James Giddens, the trustee overseeing the liquidation of MF Global Inc, told the Senate Banking Committee on Tuesday that his team's analysis of how the money went missing "is substantially concluded.""We can trace where the cash and securities in the firm went, and that we've done," Giddens said.
MF Global failed last year after its disclosure of billions of dollars worth of bets on risky European debt sparked a panic among investors. About $105 billion in cash left the firm in its last week, Giddens said, as clients withdrew their funds and trading partners called for increased margin payments, leaving the firm scrambling to make good on its obligations.
It has since emerged that MF Global tapped customer funds for its own use during this crisis and failed to replace them, in violation of industry rules.
Roughly $700 million of the missing money is now locked up with MF Global's subsidiary in the United Kingdom, where Giddens and his team are engaged in litigation to have it returned to U.S. customers.
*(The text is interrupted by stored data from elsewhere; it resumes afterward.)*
//! Window management system
//!
//! Handles window creation, fullscreen toggle, and title updates.

use std::sync::Arc;
use winit::{
    event_loop::ActiveEventLoop,
    window::{Fullscreen, Window},
};
use crate::config::WindowConfig;

/// Manages the application window
pub struct WindowSystem {
    window: Arc<Window>,
    base_title: String,
}

impl WindowSystem {
    /// Create window from config
    pub fn create(
        event_loop: &ActiveEventLoop,
        config: &WindowConfig,
    ) -> Result<Self, WindowError> {
        let mut attrs = Window::default_attributes()
            .with_title(&config.title)
            .with_resizable(config.resizable)
            .with_inner_size(winit::dpi::LogicalSize::new(
                config.width,
                config.height,
            ));

        if config.fullscreen {
            attrs = attrs.with_fullscreen(Some(Fullscreen::Borderless(None)));
        }

        let window = Arc::new(
            event_loop
                .create_window(attrs)
                .map_err(|e| WindowError::CreationFailed(e.to_string()))?,
        );

        Ok(Self {
            window,
            base_title: config.title.clone(),
        })
    }

    /// Get window reference (for RenderContext creation)
    pub fn window(&self) -> &Arc<Window> {
        &self.window
    }

    /// Toggle fullscreen mode
    pub fn toggle_fullscreen(&self) {
        let new_fullscreen = if self.window.fullscreen().is_some() {
            None
        } else {
            Some(Fullscreen::Borderless(None))
        };
        self.window.set_fullscreen(new_fullscreen);
    }

    /// Update window title with the rasterization mode
    pub fn update_title(&self, wireframe: bool) {
        self.window.set_title(&format_title(&self.base_title, wireframe));
    }

    /// Request a redraw
    pub fn request_redraw(&self) {
        self.window.request_redraw();
    }
}

fn format_title(base: &str, wireframe: bool) -> String {
    if wireframe {
        format!("{} [wireframe]", base)
    } else {
        base.to_string()
    }
}

#[derive(Debug)]
pub enum WindowError {
    CreationFailed(String),
}

impl std::fmt::Display for WindowError {
    fn fmt(&self, f: &mut std::fmt::Formatter<'_>) -> std::fmt::Result {
        match self {
            WindowError::CreationFailed(msg) => write!(f, "Window creation failed: {}", msg),
        }
    }
}

impl std::error::Error for WindowError {}

#[cfg(test)]
mod tests {
    use super::*;

    #[test]
    fn test_title_plain() {
        assert_eq!(format_title("Glitter", false), "Glitter");
    }

    #[test]
    fn test_title_wireframe() {
        assert_eq!(format_title("Glitter", true), "Glitter [wireframe]");
    }

    #[test]
    fn test_window_error_display() {
        let err = WindowError::CreationFailed("no display".to_string());
        assert_eq!(format!("{}", err), "Window creation failed: no display");
    }
}
//! Application systems
//!
//! The window and the GPU work it drives, kept out of the event handler.

mod render;
mod window;

pub use render::{RenderSystem, SetupError};
pub use window::{WindowError, WindowSystem};
//! Triangle rendering library
//!
//! This crate provides the wgpu plumbing for the Glitter demos: a window-bound
//! GPU context, WGSL shader compilation, program linking and static meshes.
//!
//! ## Key Components
//!
//! - [`context::RenderContext`] - WGPU device, queue, and surface management
//! - [`shader::compile_shader`] - WGSL compilation with error capture
//! - [`pipeline::ShaderProgram`] - A vertex stage linked with a fragment stage
//! - [`mesh::TriangleMesh`] - Static vertex buffer for a list of triangles
//! - [`renderer::Renderer`] - Clear, draw and present one frame

pub mod context;
pub mod geometry;
pub mod mesh;
pub mod pipeline;
pub mod renderer;
pub mod shader;

pub use context::{ContextError, ContextOptions, RenderContext};
pub use mesh::{MeshError, TriangleMesh};
pub use pipeline::{LinkedProgram, ProgramError, ShaderProgram, Vertex};
pub use renderer::{DrawBatch, RenderError, Renderer};
pub use shader::{compile_shader, FragmentStage, ShaderError, ShaderStage};
//! Static triangle geometry
//!
//! All positions are already in NDC, so the vertex stage passes them through.

use crate::pipeline::Vertex;

/// Single centered triangle
pub const HELLO_TRIANGLE: [Vertex; 3] = [
    Vertex::new(-0.5, -0.5, 0.0),
    Vertex::new(0.5, -0.5, 0.0),
    Vertex::new(0.0, 0.5, 0.0),
];

/// Left triangle of the two-triangle scene
pub const FIRST_TRIANGLE: [Vertex; 3] = [
    Vertex::new(-0.5, 0.5, 0.0),
    Vertex::new(-1.0, -0.5, 0.0),
    Vertex::new(0.0, -0.5, 0.0),
];

/// Right triangle of the two-triangle scene
pub const SECOND_TRIANGLE: [Vertex; 3] = [
    Vertex::new(0.0, -0.5, 0.0),
    Vertex::new(0.5, 0.5, 0.0),
    Vertex::new(1.0, -0.5, 0.0),
];

#[cfg(test)]
mod tests {
    use super::*;

    fn area(tri: &[Vertex; 3]) -> f32 {
        let [a, b, c] = tri.map(|v| v.position);
        ((b[0] - a[0]) * (c[1] - a[1]) - (c[0] - a[0]) * (b[1] - a[1])).abs() / 2.0
    }

    #[test]
    fn test_triangles_in_ndc() {
        for tri in [&HELLO_TRIANGLE, &FIRST_TRIANGLE, &SECOND_TRIANGLE] {
            for v in tri {
                assert!(v.position.iter().all(|c| (-1.0f32..=1.0).contains(c)), "{:?} outside NDC", v);
            }
        }
    }

    #[test]
    fn test_triangles_not_degenerate() {
        assert!((area(&HELLO_TRIANGLE) - 0.5).abs() < 1e-6);
        assert!((area(&FIRST_TRIANGLE) - 0.5).abs() < 1e-6);
        assert!((area(&SECOND_TRIANGLE) - 0.5).abs() < 1e-6);
    }

    #[test]
    fn test_two_triangles_share_a_vertex() {
        assert_eq!(FIRST_TRIANGLE[2], SECOND_TRIANGLE[0]);
    }
}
Giddens said he is "reasonably confident" that these funds will be recovered, though he added that it will be a lengthy process with no guarantee of success.
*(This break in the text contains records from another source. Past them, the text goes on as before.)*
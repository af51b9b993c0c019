//! Per-frame rendering
//!
//! Acquire the surface texture, clear it, draw each batch in order, submit and
//! present.

use std::fmt;

use crate::context::RenderContext;
use crate::mesh::TriangleMesh;
use crate::pipeline::ShaderProgram;

/// Render error types
#[derive(Debug)]
pub enum RenderError {
    /// Surface was lost or outdated (window resized, minimized, etc.)
    SurfaceLost,
    /// GPU out of memory
    OutOfMemory,
    /// Other surface error
    Other(String),
}

impl fmt::Display for RenderError {
    fn fmt(&self, f: &mut fmt::Formatter<'_>) -> fmt::Result {
        match self {
            RenderError::SurfaceLost => write!(f, "Surface lost"),
            RenderError::OutOfMemory => write!(f, "Out of memory"),
            RenderError::Other(msg) => write!(f, "Render error: {}", msg),
        }
    }
}

impl std::error::Error for RenderError {}

/// One draw call: a program and the mesh it draws
#[derive(Clone, Copy)]
pub struct DrawBatch<'a> {
    pub program: &'a ShaderProgram,
    pub mesh: &'a TriangleMesh,
}

/// Clears the frame and draws batches
pub struct Renderer {
    clear_color: wgpu::Color,
}

impl Renderer {
    pub fn new(clear_color: [f32; 4]) -> Self {
        Self {
            clear_color: to_wgpu_color(clear_color),
        }
    }

    pub fn clear_color(&self) -> wgpu::Color {
        self.clear_color
    }

    /// Render a single frame
    ///
    /// Batches are drawn in order, so later batches cover earlier ones.
    pub fn render(&self, context: &RenderContext, batches: &[DrawBatch<'_>]) -> Result<(), RenderError> {
        let output = match context.surface.get_current_texture() {
            Ok(output) => output,
            Err(wgpu::SurfaceError::Lost) | Err(wgpu::SurfaceError::Outdated) => {
                return Err(RenderError::SurfaceLost)
            }
            Err(wgpu::SurfaceError::OutOfMemory) => return Err(RenderError::OutOfMemory),
            Err(e) => return Err(RenderError::Other(format!("{:?}", e))),
        };

        let view = output
            .texture
            .create_view(&wgpu::TextureViewDescriptor::default());

        let mut encoder = context
            .device
            .create_command_encoder(&wgpu::CommandEncoderDescriptor {
                label: Some("Frame Encoder"),
            });

        {
            let mut render_pass = encoder.begin_render_pass(&wgpu::RenderPassDescriptor {
                label: Some("Triangle Pass"),
                color_attachments: &[Some(wgpu::RenderPassColorAttachment {
                    view: &view,
                    resolve_target: None,
                    ops: wgpu::Operations {
                        load: wgpu::LoadOp::Clear(self.clear_color),
                        store: wgpu::StoreOp::Store,
                    },
                })],
                depth_stencil_attachment: None,
                timestamp_writes: None,
                occlusion_query_set: None,
            });

            for batch in batches {
                render_pass.set_pipeline(batch.program.pipeline());
                render_pass.set_vertex_buffer(0, batch.mesh.buffer().slice(..));
                render_pass.draw(0..batch.mesh.vertex_count(), 0..1);
            }
        }

        context.queue.submit(std::iter::once(encoder.finish()));
        output.present();

        Ok(())
    }
}

/// Convert an RGBA array to a wgpu clear color
pub fn to_wgpu_color(rgba: [f32; 4]) -> wgpu::Color {
    wgpu::Color {
        r: rgba[0] as f64,
        g: rgba[1] as f64,
        b: rgba[2] as f64,
        a: rgba[3] as f64,
    }
}

#[cfg(test)]
mod tests {
    use super::*;

    #[test]
    fn test_render_error_display() {
        assert_eq!(format!("{}", RenderError::SurfaceLost), "Surface lost");
        assert_eq!(format!("{}", RenderError::OutOfMemory), "Out of memory");
        assert_eq!(
            format!("{}", RenderError::Other("test".to_string())),
            "Render error: test"
        );
    }

    #[test]
    fn test_clear_color_conversion() {
        let renderer = Renderer::new([0.2, 0.3, 0.3, 1.0]);
        let color = renderer.clear_color();
        assert!((color.r - 0.2).abs() < 1e-6);
        assert!((color.g - 0.3).abs() < 1e-6);
        assert!((color.b - 0.3).abs() < 1e-6);
        assert_eq!(color.a, 1.0);
    }
}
Another $220 million was transferred inadvertently from the accounts of securities customers to those of commodities customers. That money is now in limbo amid a dispute over which customers it belongs to, said Kent Jarrell, a spokesman for Giddens.
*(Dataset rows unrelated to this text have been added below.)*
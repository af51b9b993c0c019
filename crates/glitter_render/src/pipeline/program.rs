//! Shader programs
//!
//! A program is a vertex stage linked with a fragment stage into a render
//! pipeline. Linking runs under a validation error scope, the same way shader
//! compilation does, so interface mismatches are reported instead of ignored.

use std::fmt;

use super::types::Vertex;
use crate::shader::{FRAGMENT_ENTRY_POINT, VERTEX_ENTRY_POINT};

/// Program link failure
#[derive(Debug, Clone)]
pub enum ProgramError {
    /// Pipeline creation failed validation; `log` holds the driver message
    Link { label: String, log: String },
}

impl fmt::Display for ProgramError {
    fn fmt(&self, f: &mut fmt::Formatter<'_>) -> fmt::Result {
        match self {
            ProgramError::Link { label, log } => {
                write!(f, "program '{}' failed to link:\n{}", label, log)
            }
        }
    }
}

impl std::error::Error for ProgramError {}

/// A linked render pipeline for one polygon mode
pub struct ShaderProgram {
    pipeline: wgpu::RenderPipeline,
    polygon_mode: wgpu::PolygonMode,
    label: String,
}

impl ShaderProgram {
    /// Link `vertex` and `fragment` into a triangle-list pipeline
    pub fn link(
        device: &wgpu::Device,
        surface_format: wgpu::TextureFormat,
        vertex: &wgpu::ShaderModule,
        fragment: &wgpu::ShaderModule,
        polygon_mode: wgpu::PolygonMode,
        label: &str,
    ) -> Result<Self, ProgramError> {
        device.push_error_scope(wgpu::ErrorFilter::Validation);

        let layout = device.create_pipeline_layout(&wgpu::PipelineLayoutDescriptor {
            label: Some(label),
            bind_group_layouts: &[],
            push_constant_ranges: &[],
        });

        let pipeline = device.create_render_pipeline(&wgpu::RenderPipelineDescriptor {
            label: Some(label),
            layout: Some(&layout),
            vertex: wgpu::VertexState {
                module: vertex,
                entry_point: Some(VERTEX_ENTRY_POINT),
                buffers: &[Vertex::buffer_layout()],
                compilation_options: wgpu::PipelineCompilationOptions::default(),
            },
            fragment: Some(wgpu::FragmentState {
                module: fragment,
                entry_point: Some(FRAGMENT_ENTRY_POINT),
                targets: &[Some(wgpu::ColorTargetState {
                    format: surface_format,
                    blend: Some(wgpu::BlendState::REPLACE),
                    write_mask: wgpu::ColorWrites::ALL,
                })],
                compilation_options: wgpu::PipelineCompilationOptions::default(),
            }),
            primitive: wgpu::PrimitiveState {
                topology: wgpu::PrimitiveTopology::TriangleList,
                strip_index_format: None,
                front_face: wgpu::FrontFace::Ccw,
                // Static triangles are wound both ways; draw both faces
                cull_mode: None,
                unclipped_depth: false,
                polygon_mode,
                conservative: false,
            },
            depth_stencil: None,
            multisample: wgpu::MultisampleState::default(),
            multiview: None,
            cache: None,
        });

        if let Some(error) = pollster::block_on(device.pop_error_scope()) {
            return Err(ProgramError::Link {
                label: label.to_string(),
                log: error.to_string(),
            });
        }

        log::debug!("Linked program '{}' ({:?})", label, polygon_mode);
        Ok(Self {
            pipeline,
            polygon_mode,
            label: label.to_string(),
        })
    }

    pub fn pipeline(&self) -> &wgpu::RenderPipeline {
        &self.pipeline
    }

    pub fn polygon_mode(&self) -> wgpu::PolygonMode {
        self.polygon_mode
    }

    pub fn label(&self) -> &str {
        &self.label
    }
}

/// A program linked for fill and, where supported, line rasterization
pub struct LinkedProgram {
    fill: ShaderProgram,
    wireframe: Option<ShaderProgram>,
}

impl LinkedProgram {
    /// Link the fill variant, and the line variant when `with_wireframe` is set
    pub fn link(
        device: &wgpu::Device,
        surface_format: wgpu::TextureFormat,
        vertex: &wgpu::ShaderModule,
        fragment: &wgpu::ShaderModule,
        with_wireframe: bool,
        label: &str,
    ) -> Result<Self, ProgramError> {
        let fill = ShaderProgram::link(
            device,
            surface_format,
            vertex,
            fragment,
            wgpu::PolygonMode::Fill,
            label,
        )?;

        let wireframe = if with_wireframe {
            Some(ShaderProgram::link(
                device,
                surface_format,
                vertex,
                fragment,
                wgpu::PolygonMode::Line,
                &format!("{} (wireframe)", label),
            )?)
        } else {
            None
        };

        Ok(Self { fill, wireframe })
    }

    /// Program for the requested mode, falling back to fill
    pub fn select(&self, wireframe: bool) -> &ShaderProgram {
        match (&self.wireframe, wireframe) {
            (Some(line), true) => line,
            _ => &self.fill,
        }
    }

    pub fn has_wireframe(&self) -> bool {
        self.wireframe.is_some()
    }
}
The final $680 million or so was transferred to other financial institutions with which MF Global did business, including a substantial portion that went to JPMorgan.
Giddens said his team has "a solid basis for seeking the recovery of some of the funds that were transferred to JPMorgan," and is engaged in ongoing talks on the issue. JPMorgan did not immediately return a request for comment….
Read the rest here.
"But please, to our friends in the Big Media, could we stop saying that we don't know the location of the missing $1.6 billion of client funds from MF Global? The money is safe and sound at JPM and other counterparties. As with Goldman Sachs et al and American International Group, the banks have been bailed out at the cost of somebody else. And the various agencies of the federal government are complicit in the fraud…
The effort by former New Jersey governor and MF Global CEO Jon Corzine to save his firm by stealing customer funds seems to warrant further discussion, yet instead we have silence…
So why is it that the Large Media have such trouble reporting this story? The fact seems to be that the political powers that be in Washington are protecting JPM CEO Jamie Dimon from a possible career ending kind of stumble with respect to MF Global."